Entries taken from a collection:

use std::path::Path;

use time::format_description::well_known::Rfc3339;
use tracing::Level;
use tracing_appender::non_blocking::WorkerGuard;
use tracing_subscriber::fmt::time::UtcTime;
use tracing_subscriber::EnvFilter;

use crate::settings::{LogFormat, LogOutput, LogSettings, SettingsError};

/// 전역 tracing 구독자를 설정한다.
///
/// 돌려받은 guard 가 살아 있는 동안만 로그가 비동기로 기록된다.
pub fn init_logging(settings: &LogSettings) -> Result<WorkerGuard, SettingsError> {
    let filter = EnvFilter::from_default_env()
        .add_directive(settings.level.into())
        .add_directive(crate_directive(settings.level)?);

    let (writer, guard) = match &settings.output {
        LogOutput::Stdout => tracing_appender::non_blocking(std::io::stdout()),
        LogOutput::File(path) => {
            let path = Path::new(path);
            let dir = path
                .parent()
                .filter(|p| !p.as_os_str().is_empty())
                .unwrap_or_else(|| Path::new("."));
            let file_name = path.file_name().ok_or_else(|| {
                SettingsError::InvalidConfig(format!("로그 파일 경로가 올바르지 않습니다: {}", path.display()))
            })?;
            tracing_appender::non_blocking(tracing_appender::rolling::daily(dir, file_name))
        }
    };

    let builder = tracing_subscriber::fmt()
        .with_env_filter(filter)
        .with_timer(UtcTime::new(Rfc3339))
        .with_writer(writer)
        .with_target(true)
        .with_thread_ids(true)
        .with_file(true)
        .with_line_number(true);

    let result = match settings.format {
        LogFormat::Json => builder.json().try_init(),
        LogFormat::Text => builder.try_init(),
    };
    result.map_err(|e| SettingsError::InvalidConfig(format!("로깅 초기화 실패: {}", e)))?;

    Ok(guard)
}

fn crate_directive(level: Level) -> Result<tracing_subscriber::filter::Directive, SettingsError> {
    format!("docker_kit={}", level.as_str().to_lowercase())
        .parse()
        .map_err(|e| SettingsError::InvalidConfig(format!("로그 필터 오류: {}", e)))
}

What is being asked: Restate each entry word for word.

Your response:
use std::path::Path;

use time::format_description::well_known::Rfc3339;
use tracing::Level;
use tracing_appender::non_blocking::WorkerGuard;
use tracing_subscriber::fmt::time::UtcTime;
use tracing_subscriber::EnvFilter;

use crate::settings::{LogFormat, LogOutput, LogSettings, SettingsError};

/// 전역 tracing 구독자를 설정한다.
///
/// 돌려받은 guard 가 살아 있는 동안만 로그가 비동기로 기록된다.
pub fn init_logging(settings: &LogSettings) -> Result<WorkerGuard, SettingsError> {
    let filter = EnvFilter::from_default_env()
        .add_directive(settings.level.into())
        .add_directive(crate_directive(settings.level)?);

    let (writer, guard) = match &settings.output {
        LogOutput::Stdout => tracing_appender::non_blocking(std::io::stdout()),
        LogOutput::File(path) => {
            let path = Path::new(path);
            let dir = path
                .parent()
                .filter(|p| !p.as_os_str().is_empty())
                .unwrap_or_else(|| Path::new("."));
            let file_name = path.file_name().ok_or_else(|| {
                SettingsError::InvalidConfig(format!("로그 파일 경로가 올바르지 않습니다: {}", path.display()))
            })?;
            tracing_appender::non_blocking(tracing_appender::rolling::daily(dir, file_name))
        }
    };

    let builder = tracing_subscriber::fmt()
        .with_env_filter(filter)
        .with_timer(UtcTime::new(Rfc3339))
        .with_writer(writer)
        .with_target(true)
        .with_thread_ids(true)
        .with_file(true)
        .with_line_number(true);

    let result = match settings.format {
        LogFormat::Json => builder.json().try_init(),
        LogFormat::Text => builder.try_init(),
    };
    result.map_err(|e| SettingsError::InvalidConfig(format!("로깅 초기화 실패: {}", e)))?;

    Ok(guard)
}

fn crate_directive(level: Level) -> Result<tracing_subscriber::filter::Directive, SettingsError> {
    format!("docker_kit={}", level.as_str().to_lowercase())
        .parse()
        .map_err(|e| SettingsError::InvalidConfig(format!("로그 필터 오류: {}", e)))
}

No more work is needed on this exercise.